What HP’s RTX Spark OmniBooks Are and Why They Matter
HP’s refreshed OmniBook X 14 and OmniBook Ultra 16 are ultra-thin NVIDIA RTX Spark laptops designed to bring full-stack, on-device AI to everyday users, content creators, and developer workstations by combining powerful local acceleration with long battery life and pre-configured environments for agentic workflows. These HP OmniBook RTX Spark systems are the company’s first notebooks built around NVIDIA’s new RTX Spark Superchip, which merges a Blackwell-based RTX GPU, a Grace CPU, and unified memory into one package. HP is positioning them as the world’s thinnest RTX Spark devices, aimed at AI Windows PCs that can handle local agents, creative apps, and gaming without a desktop. For developers moving toward agent-based applications, the promise is a laptop that can compile, fine-tune, test, and run models locally, while still fitting into a backpack and supporting all-day use.

Inside the NVIDIA RTX Spark Superchip
At the center of these new HP OmniBook RTX Spark models is NVIDIA’s RTX Spark Superchip, a single module that combines CPU, GPU, and memory for efficient AI workflows.
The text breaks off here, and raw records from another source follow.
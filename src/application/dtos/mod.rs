use chrono::{DateTime, Utc};
use serde::{Deserialize, Serialize};

use crate::domain::ServiceState;

/// Health/readiness report for diagnostics and load balancers.
#[derive(Debug, Clone, Serialize, Deserialize)]
pub struct HealthStatusResponse {
    pub status: ServiceState,
    pub model_loaded: bool,
    pub detail: Option<String>,
    pub checked_at: DateTime<Utc>,
}

/// Root banner confirming the service is up, mirroring the artifact flag.
#[derive(Debug, Clone, Serialize, Deserialize)]
pub struct ServiceBannerResponse {
    pub status: String,
    pub model_loaded: bool,
}
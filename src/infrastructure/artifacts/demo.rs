//! Deterministic demo artifact pair.
//!
//! A small stand-in for the offline training output so the service can be
//! exercised locally without running the trainer. The scaler statistics
//! approximate the UCI heart-disease dataset; the ensemble is three shallow
//! trees over clinically plausible splits (ST depression, chest-pain type,
//! max heart rate, vessel count). Not meant for real predictions.

use crate::infrastructure::model::{DecisionTree, ForestClassifier, StandardScaler, TreeNode};

/// Per-feature means in [`crate::domain::FEATURE_ORDER`] order.
const DEMO_MEAN: [f64; 13] = [
    54.37, 0.68, 0.97, 131.62, 246.26, 0.15, 0.53, 149.65, 0.33, 1.04, 1.40, 0.73, 2.31,
];

/// Per-feature standard deviations in the same order.
const DEMO_SCALE: [f64; 13] = [
    9.08, 0.47, 1.03, 17.54, 51.83, 0.36, 0.53, 22.91, 0.47, 1.16, 0.62, 1.02, 0.61,
];

pub fn demo_scaler() -> StandardScaler {
    StandardScaler::new(DEMO_MEAN.to_vec(), DEMO_SCALE.to_vec())
        .expect("demo scaler statistics are well-formed")
}

pub fn demo_forest() -> ForestClassifier {
    let split = |feature, threshold, left, right| TreeNode::Split {
        feature,
        threshold,
        left,
        right,
    };
    let leaf = |weights| TreeNode::Leaf { weights };

    // Thresholds are in standardized units: 0.0 is the training mean.
    let oldpeak_tree = DecisionTree {
        nodes: vec![
            split(9, 0.0, 1, 2),
            leaf([30.0, 10.0]),
            leaf([8.0, 32.0]),
        ],
    };
    let chest_pain_tree = DecisionTree {
        nodes: vec![
            split(2, 0.0, 1, 2),
            leaf([30.0, 10.0]),
            leaf([12.0, 28.0]),
        ],
    };
    let heart_rate_tree = DecisionTree {
        nodes: vec![
            split(7, 0.0, 1, 2),
            leaf([25.0, 15.0]),
            split(11, -0.2, 3, 4),
            leaf([8.0, 32.0]),
            leaf([20.0, 20.0]),
        ],
    };

    ForestClassifier::new(13, vec![oldpeak_tree, chest_pain_tree, heart_rate_tree])
        .expect("demo forest is well-formed")
}

pub fn demo_pair() -> (StandardScaler, ForestClassifier) {
    (demo_scaler(), demo_forest())
}
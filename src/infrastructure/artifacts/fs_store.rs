use std::fs;
use std::path::Path;
use std::sync::Arc;

use bincode::Options;
use serde::de::DeserializeOwned;
use serde::Serialize;
use tracing::{error, info};

use crate::{
    application::services::ArtifactStore,
    domain::DomainError,
    infrastructure::model::{ForestClassifier, StandardScaler},
};

/// Classifier artifact filename inside the model directory.
pub const MODEL_FILENAME: &str = "heart_model";
/// Scaler artifact filename inside the model directory.
pub const SCALER_FILENAME: &str = "scaler";

/// Loads the artifact pair from `base_dir`, exactly once at startup.
///
/// Any read, decode, or well-formedness failure logs the cause and yields an
/// unavailable store. Neither artifact is ever loaded alone: the service
/// starts degraded instead of refusing to boot or half-booting.
pub fn load(base_dir: impl AsRef<Path>) -> ArtifactStore {
    let dir = base_dir.as_ref();
    match try_load(dir) {
        Ok((scaler, forest)) => {
            info!(
                "loaded model artifacts from {:?} ({} features, {} trees)",
                dir,
                forest.n_features,
                forest.trees.len()
            );
            ArtifactStore::ready(Arc::new(scaler), Arc::new(forest))
        }
        Err(err) => {
            error!("failed to load model artifacts from {:?}: {err}", dir);
            ArtifactStore::unavailable(err.to_string())
        }
    }
}

fn try_load(dir: &Path) -> Result<(StandardScaler, ForestClassifier), DomainError> {
    let scaler: StandardScaler = read_artifact(&dir.join(SCALER_FILENAME))?;
    scaler.validate()?;

    let forest: ForestClassifier = read_artifact(&dir.join(MODEL_FILENAME))?;
    forest.validate()?;

    Ok((scaler, forest))
}

fn read_artifact<T: DeserializeOwned>(path: &Path) -> Result<T, DomainError> {
    let bytes = fs::read(path)
        .map_err(|err| DomainError::artifact(format!("failed to read {:?}: {err}", path)))?;

    bincode::options()
        .with_fixint_encoding()
        .allow_trailing_bytes()
        .deserialize(&bytes)
        .map_err(|err| DomainError::artifact(format!("failed to decode {:?}: {err}", path)))
}

/// Serializes one artifact with the same encoding the loader expects.
/// Used by the artifact generator binary and by tests.
pub fn write_artifact<T: Serialize>(path: &Path, value: &T) -> Result<(), DomainError> {
    if let Some(parent) = path.parent() {
        fs::create_dir_all(parent)
            .map_err(|err| DomainError::artifact(format!("failed to create {:?}: {err}", parent)))?;
    }

    let bytes = bincode::options()
        .with_fixint_encoding()
        .allow_trailing_bytes()
        .serialize(value)
        .map_err(|err| DomainError::artifact(format!("serialization error: {err}")))?;

    fs::write(path, bytes)
        .map_err(|err| DomainError::artifact(format!("failed to write {:?}: {err}", path)))
}
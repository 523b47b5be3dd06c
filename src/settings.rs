use std::path::PathBuf;

/// Runtime settings resolved from the environment with sensible defaults.
///
/// - `SEHAT_SERVICE_HOST`: bind address (default `127.0.0.1`)
/// - `SEHAT_SERVICE_PORT`: listen port (default `8000`)
/// - `SEHAT_MODEL_DIR`: artifact directory (default `models`)
#[derive(Debug, Clone)]
pub struct Settings {
    pub host: String,
    pub port: u16,
    pub model_dir: PathBuf,
}

impl Default for Settings {
    fn default() -> Self {
        Self {
            host: "127.0.0.1".to_string(),
            port: 8000,
            model_dir: PathBuf::from("models"),
        }
    }
}

impl Settings {
    pub fn from_env() -> Self {
        let defaults = Self::default();

        Self {
            host: std::env::var("SEHAT_SERVICE_HOST").unwrap_or(defaults.host),
            port: std::env::var("SEHAT_SERVICE_PORT")
                .ok()
                .and_then(|p| p.parse().ok())
                .unwrap_or(defaults.port),
            model_dir: std::env::var("SEHAT_MODEL_DIR")
                .map(PathBuf::from)
                .unwrap_or(defaults.model_dir),
        }
    }

    pub fn bind_addr(&self) -> String {
        format!("{}:{}", self.host, self.port)
    }
}

#[cfg(test)]
mod tests {
    use super::*;

    #[test]
    fn defaults_match_the_documented_baseline() {
        let settings = Settings::default();
        assert_eq!(settings.host, "127.0.0.1");
        assert_eq!(settings.port, 8000);
        assert_eq!(settings.model_dir, PathBuf::from("models"));
    }

    #[test]
    fn bind_addr_joins_host_and_port() {
        let settings = Settings {
            host: "0.0.0.0".to_string(),
            port: 9000,
            model_dir: PathBuf::from("models"),
        };
        assert_eq!(settings.bind_addr(), "0.0.0.0:9000");
    }
}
The Blackwell RTX GPU provides up to 6,144 CUDA cores, while a 20-core Arm-based Grace CPU handles general compute tasks alongside AI workloads. Unified memory scales up to 128GB, which means models, datasets, and applications share the same pool without costly copies between CPU and GPU. NVIDIA says the platform can reach 1 petaflop of FP4 AI performance, which is significant for thin-and-light laptops. This design allows HP to ship AI Windows PCs that can accelerate generative models, video tools, or game upscalers directly on the device, reducing dependence on cloud GPUs and cutting latency for interactive agents, coding copilots, and local search tools.
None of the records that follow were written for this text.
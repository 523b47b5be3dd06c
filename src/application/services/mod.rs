//! Service layer orchestrating domain operations and infrastructure adapters.

mod inference_service;

pub use inference_service::{ArtifactStore, FeatureScaler, InferenceService, RiskClassifier};
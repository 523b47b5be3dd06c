//! Deserialized forms of the fitted model artifacts and their inference math.

pub mod forest;
pub mod scaler;

pub use forest::{DecisionTree, ForestClassifier, TreeNode};
pub use scaler::StandardScaler;
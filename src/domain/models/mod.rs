use serde::{Deserialize, Serialize};

/// Number of clinical features the scaler and classifier were fitted on.
pub const FEATURE_COUNT: usize = 13;

/// Feature order shared with the offline training run.
///
/// The scaler's per-feature statistics and the classifier's split indices
/// are positional, so reordering these names silently corrupts predictions
/// without raising an error. Treat this constant as a versioned contract
/// with the training side, not as documentation.
pub const FEATURE_ORDER: [&str; FEATURE_COUNT] = [
    "age", "sex", "cp", "trestbps", "chol", "fbs", "restecg", "thalach", "exang", "oldpeak",
    "slope", "ca", "thal",
];

/// One validated patient record, ready for vectorization.
#[derive(Debug, Clone, PartialEq, Serialize, Deserialize)]
pub struct PatientRecord {
    /// Age in years
    pub age: i64,
    /// 1 = male, 0 = female
    pub sex: i64,
    /// Chest pain type (0-3)
    pub cp: i64,
    /// Resting blood pressure in mmHg
    pub trestbps: i64,
    /// Serum cholesterol in mg/dl
    pub chol: i64,
    /// Fasting blood sugar > 120 mg/dl (1 = true, 0 = false)
    pub fbs: i64,
    /// Resting electrocardiographic result (0-2)
    pub restecg: i64,
    /// Maximum heart rate achieved
    pub thalach: i64,
    /// Exercise induced angina (1 = yes, 0 = no)
    pub exang: i64,
    /// ST depression induced by exercise relative to rest
    pub oldpeak: f64,
    /// Slope of the peak exercise ST segment (0-2)
    pub slope: i64,
    /// Number of major vessels colored by fluoroscopy (0-4)
    pub ca: i64,
    /// Thalassemia (1 = normal, 2 = fixed defect, 3 = reversible defect)
    pub thal: i64,
}

impl PatientRecord {
    /// Converts the record into the positional vector the artifacts expect.
    ///
    /// Pure and total; positions follow [`FEATURE_ORDER`] exactly.
    pub fn to_feature_vector(&self) -> [f64; FEATURE_COUNT] {
        [
            self.age as f64,
            self.sex as f64,
            self.cp as f64,
            self.trestbps as f64,
            self.chol as f64,
            self.fbs as f64,
            self.restecg as f64,
            self.thalach as f64,
            self.exang as f64,
            self.oldpeak,
            self.slope as f64,
            self.ca as f64,
            self.thal as f64,
        ]
    }
}

/// Raw classifier output before response assembly.
#[derive(Debug, Clone, Copy, PartialEq)]
pub struct ClassifierOutput {
    /// Predicted class: 1 = disease likely, 0 = disease unlikely.
    pub class: u8,
    /// Probability assigned to the positive class, in [0, 1].
    pub probability: f64,
}

/// Human-readable risk label, derived strictly from the predicted class.
#[derive(Debug, Clone, Copy, PartialEq, Eq, Serialize, Deserialize)]
pub enum RiskLevel {
    High,
    Low,
}

impl RiskLevel {
    /// `High` iff the predicted class is 1; never derived from a
    /// probability threshold, so a class-1 result at probability 0.51 is
    /// labeled the same as one at 0.99.
    pub fn from_class(class: u8) -> Self {
        if class == 1 {
            RiskLevel::High
        } else {
            RiskLevel::Low
        }
    }
}

/// Response entity for one prediction.
#[derive(Debug, Clone, PartialEq, Serialize, Deserialize)]
pub struct PredictionResult {
    pub prediction: u8,
    pub probability: f64,
    pub risk_level: RiskLevel,
}

impl From<ClassifierOutput> for PredictionResult {
    fn from(output: ClassifierOutput) -> Self {
        Self {
            prediction: output.class,
            probability: output.probability,
            risk_level: RiskLevel::from_class(output.class),
        }
    }
}

/// Operating state of the service. `Degraded` means one or both artifacts
/// failed to load; the only transition back to `Ready` is a restart.
#[derive(Debug, Clone, Copy, PartialEq, Eq, Serialize, Deserialize)]
pub enum ServiceState {
    Ready,
    Degraded,
}

#[cfg(test)]
mod tests {
    use super::*;

    fn sample_record() -> PatientRecord {
        PatientRecord {
            age: 57,
            sex: 0,
            cp: 1,
            trestbps: 130,
            chol: 236,
            fbs: 0,
            restecg: 0,
            thalach: 174,
            exang: 0,
            oldpeak: 0.0,
            slope: 1,
            ca: 1,
            thal: 2,
        }
    }

    #[test]
    fn feature_vector_follows_declared_order() {
        let vector = sample_record().to_feature_vector();
        assert_eq!(vector.len(), FEATURE_ORDER.len());
        assert_eq!(vector[0], 57.0); // age
        assert_eq!(vector[2], 1.0); // cp
        assert_eq!(vector[7], 174.0); // thalach
        assert_eq!(vector[9], 0.0); // oldpeak
        assert_eq!(vector[12], 2.0); // thal
    }

    #[test]
    fn risk_level_derives_from_class_only() {
        assert_eq!(RiskLevel::from_class(1), RiskLevel::High);
        assert_eq!(RiskLevel::from_class(0), RiskLevel::Low);

        // Near the decision boundary the label still follows the class.
        let result = PredictionResult::from(ClassifierOutput {
            class: 1,
            probability: 0.51,
        });
        assert_eq!(result.risk_level, RiskLevel::High);
        assert_eq!(result.prediction, 1);
    }

    #[test]
    fn risk_level_serializes_as_plain_label() {
        let json = serde_json::to_string(&RiskLevel::High).expect("serialize");
        assert_eq!(json, "\"High\"");
        let json = serde_json::to_string(&RiskLevel::Low).expect("serialize");
        assert_eq!(json, "\"Low\"");
    }
}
OmniBook X 14 vs. Ultra 16: Everyday AI and Developer Workstations
While HP has not yet disclosed full specifications, the OmniBook X 14 and OmniBook Ultra 16 clearly target different slices of AI work. The X 14’s smaller footprint should appeal to mobile creators and students who need NVIDIA RTX Spark laptops for local AI features in tools like video editors or image pipelines. The larger Ultra 16 is more likely to serve as a primary AI Windows PC for developers building and testing local agents, thanks to its room for higher performance configurations and cooling. HP frames both devices as part of a broader push toward pre-configured developer workstations: systems that arrive ready for command-line workflows, open-source toolchains, and hybrid setups where models run partly on-device and partly in the cloud, so users can ship and debug AI applications without extensive environment tuning.
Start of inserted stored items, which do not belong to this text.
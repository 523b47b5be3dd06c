//! Artifact loading for the fitted scaler/classifier pair.
//!
//! The pair is read once at startup; any failure degrades the service
//! instead of aborting it.

pub mod demo;
pub mod fs_store;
HP’s Expanding AI PC Lineup: From Laptops to Deskside Supercomputers
The OmniBook RTX Spark refresh sits inside a wider HP AI PC strategy that spans portable notebooks and heavyweight developer workstations. Beyond these laptops, HP plans a compact desktop built on the same RTX Spark platform to give creators and AI enthusiasts a deskside option with similar capabilities. For enterprise teams, the ZGX Fury GB300 will adopt an NVIDIA GB300 Grace Blackwell Ultra Desktop Superchip as a Windows-ready AI supercomputer for always-on local agents. “Over 70% of enterprise PCs run Windows, and our customers have asked for AI supercomputing power that can seamlessly integrate into their existing environments,” said Jim Nottingham of HP Inc. Together with secure ZGX Nano systems and Intel Core Ultra-based OmniDesk Mini PCs, HP is constructing a layered portfolio of AI Windows PCs tuned for everything from consumer creation to regulated, air‑gapped deployments.